Goal of the exercise: Copy out the records that follow, leaving every character as it is.

Exercise materials:
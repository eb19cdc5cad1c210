//! Phone number and date normalization for the Unda portal backend.
//!
//! The backend accepts Kenyan phone numbers in the canonical `+254XXXXXXXXX`
//! form and calendar dates as `YYYY-MM-DD`. These functions convert the
//! loosely formatted values users type into those forms. They are pure and
//! idempotent, and they never fail: unrecognized input degrades to a
//! best-effort passthrough so validation can stay a separate concern
//! ([`is_valid_phone_for_champion`], [`is_valid_date_yyyy_mm_dd`]).

use chrono::{DateTime, NaiveDate, NaiveDateTime, Utc};
use once_cell::sync::Lazy;
use regex::Regex;

static CHAMPION_PHONE_REGEX: Lazy<Regex> =
    Lazy::new(|| Regex::new(r"^\+?\d{9,15}$").expect("Failed to compile phone regex"));

/// Naive date-time layouts accepted in addition to RFC 3339 and bare dates.
const NAIVE_DATETIME_FORMATS: &[&str] = &["%Y-%m-%dT%H:%M:%S", "%Y-%m-%d %H:%M:%S"];

/// Normalize a Kenyan phone number to the form the backend accepts.
///
/// Every character that is not an ASCII digit is stripped, keeping a `+`
/// only in the leading position. Then:
///
/// - values starting with `+` are returned as-is
/// - a leading `0` is replaced with `+254` (local format)
/// - values starting with `254` are prefixed with `+`
/// - anything else is returned cleaned but unchanged, so the caller can
///   validate separately
///
/// Returns `None` for empty input or input containing no digits.
///
/// # Example
///
/// ```
/// use unda_portal_client::normalize::normalize_phone;
///
/// assert_eq!(normalize_phone("0712345678").as_deref(), Some("+254712345678"));
/// assert_eq!(normalize_phone("+254 712 345 678").as_deref(), Some("+254712345678"));
/// assert_eq!(normalize_phone("254712345678").as_deref(), Some("+254712345678"));
/// ```
pub fn normalize_phone(input: &str) -> Option<String> {
    let trimmed = input.trim();
    if trimmed.is_empty() {
        return None;
    }

    let mut cleaned = String::with_capacity(trimmed.len());
    for (index, ch) in trimmed.char_indices() {
        if ch.is_ascii_digit() || (ch == '+' && index == 0) {
            cleaned.push(ch);
        }
    }

    if !cleaned.chars().any(|c| c.is_ascii_digit()) {
        return None;
    }

    if cleaned.starts_with('+') {
        return Some(cleaned);
    }

    if let Some(rest) = cleaned.strip_prefix('0') {
        // Local 0-prefixed number -> +254
        return Some(format!("+254{}", rest));
    }

    if cleaned.starts_with("254") {
        return Some(format!("+{}", cleaned));
    }

    // Fallback: return as-is (caller can validate)
    Some(cleaned)
}

/// Format a date value into `YYYY-MM-DD` for the backend.
///
/// Accepts RFC 3339 date-times (the offset is converted to UTC before the
/// time component is dropped), bare `YYYY-MM-DD` dates, and naive
/// `YYYY-MM-DD HH:MM:SS` / `YYYY-MM-DDTHH:MM:SS` date-times.
///
/// Returns `None` for empty or unparseable input.
pub fn format_date_yyyy_mm_dd(input: &str) -> Option<String> {
    let trimmed = input.trim();
    if trimmed.is_empty() {
        return None;
    }

    if let Ok(datetime) = DateTime::parse_from_rfc3339(trimmed) {
        return Some(iso_date(datetime.with_timezone(&Utc).date_naive()));
    }

    if let Ok(date) = NaiveDate::parse_from_str(trimmed, "%Y-%m-%d") {
        return Some(iso_date(date));
    }

    for format in NAIVE_DATETIME_FORMATS {
        if let Ok(datetime) = NaiveDateTime::parse_from_str(trimmed, format) {
            return Some(iso_date(datetime.date()));
        }
    }

    None
}

fn iso_date(date: NaiveDate) -> String {
    date.format("%Y-%m-%d").to_string()
}

/// Validate a phone number for champion self-registration.
///
/// True iff [`normalize_phone`] yields a value with an optional leading `+`
/// followed by 9-15 digits.
pub fn is_valid_phone_for_champion(input: &str) -> bool {
    normalize_phone(input).map_or(false, |phone| CHAMPION_PHONE_REGEX.is_match(&phone))
}

/// True iff [`format_date_yyyy_mm_dd`] accepts the value.
pub fn is_valid_date_yyyy_mm_dd(input: &str) -> bool {
    format_date_yyyy_mm_dd(input).is_some()
}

Task solution:
repository eb19cdc5cad1c210
//! Phone number and date normalization for the Unda portal backend.
//!
//! The backend accepts Kenyan phone numbers in the canonical `+254XXXXXXXXX`
//! form and calendar dates as `YYYY-MM-DD`. These functions convert the
//! loosely formatted values users type into those forms. They are pure and
//! idempotent, and they never fail: unrecognized input degrades to a
//! best-effort passthrough so validation can stay a separate concern
//! ([`is_valid_phone_for_champion`], [`is_valid_date_yyyy_mm_dd`]).

use chrono::{DateTime, NaiveDate, NaiveDateTime, Utc};
use once_cell::sync::Lazy;
use regex::Regex;

static CHAMPION_PHONE_REGEX: Lazy<Regex> =
    Lazy::new(|| Regex::new(r"^\+?\d{9,15}$").expect("Failed to compile phone regex"));

/// Naive date-time layouts accepted in addition to RFC 3339 and bare dates.
const NAIVE_DATETIME_FORMATS: &[&str] = &["%Y-%m-%dT%H:%M:%S", "%Y-%m-%d %H:%M:%S"];

/// Normalize a Kenyan phone number to the form the backend accepts.
///
/// Every character that is not an ASCII digit is stripped, keeping a `+`
/// only in the leading position. Then:
///
/// - values starting with `+` are returned as-is
/// - a leading `0` is replaced with `+254` (local format)
/// - values starting with `254` are prefixed with `+`
/// - anything else is returned cleaned but unchanged, so the caller can
///   validate separately
///
/// Returns `None` for empty input or input containing no digits.
///
/// # Example
///
/// ```
/// use unda_portal_client::normalize::normalize_phone;
///
/// assert_eq!(normalize_phone("0712345678").as_deref(), Some("+254712345678"));
/// assert_eq!(normalize_phone("+254 712 345 678").as_deref(), Some("+254712345678"));
/// assert_eq!(normalize_phone("254712345678").as_deref(), Some("+254712345678"));
/// ```
pub fn normalize_phone(input: &str) -> Option<String> {
    let trimmed = input.trim();
    if trimmed.is_empty() {
        return None;
    }

    let mut cleaned = String::with_capacity(trimmed.len());
    for (index, ch) in trimmed.char_indices() {
        if ch.is_ascii_digit() || (ch == '+' && index == 0) {
            cleaned.push(ch);
        }
    }

    if !cleaned.chars().any(|c| c.is_ascii_digit()) {
        return None;
    }

    if cleaned.starts_with('+') {
        return Some(cleaned);
    }

    if let Some(rest) = cleaned.strip_prefix('0') {
        // Local 0-prefixed number -> +254
        return Some(format!("+254{}", rest));
    }

    if cleaned.starts_with("254") {
        return Some(format!("+{}", cleaned));
    }

    // Fallback: return as-is (caller can validate)
    Some(cleaned)
}

/// Format a date value into `YYYY-MM-DD` for the backend.
///
/// Accepts RFC 3339 date-times (the offset is converted to UTC before the
/// time component is dropped), bare `YYYY-MM-DD` dates, and naive
/// `YYYY-MM-DD HH:MM:SS` / `YYYY-MM-DDTHH:MM:SS` date-times.
///
/// Returns `None` for empty or unparseable input.
pub fn format_date_yyyy_mm_dd(input: &str) -> Option<String> {
    let trimmed = input.trim();
    if trimmed.is_empty() {
        return None;
    }

    if let Ok(datetime) = DateTime::parse_from_rfc3339(trimmed) {
        return Some(iso_date(datetime.with_timezone(&Utc).date_naive()));
    }

    if let Ok(date) = NaiveDate::parse_from_str(trimmed, "%Y-%m-%d") {
        return Some(iso_date(date));
    }

    for format in NAIVE_DATETIME_FORMATS {
        if let Ok(datetime) = NaiveDateTime::parse_from_str(trimmed, format) {
            return Some(iso_date(datetime.date()));
        }
    }

    None
}

fn iso_date(date: NaiveDate) -> String {
    date.format("%Y-%m-%d").to_string()
}

/// Validate a phone number for champion self-registration.
///
/// True iff [`normalize_phone`] yields a value with an optional leading `+`
/// followed by 9-15 digits.
pub fn is_valid_phone_for_champion(input: &str) -> bool {
    normalize_phone(input).map_or(false, |phone| CHAMPION_PHONE_REGEX.is_match(&phone))
}

/// True iff [`format_date_yyyy_mm_dd`] accepts the value.
pub fn is_valid_date_yyyy_mm_dd(input: &str) -> bool {
    format_date_yyyy_mm_dd(input).is_some()
}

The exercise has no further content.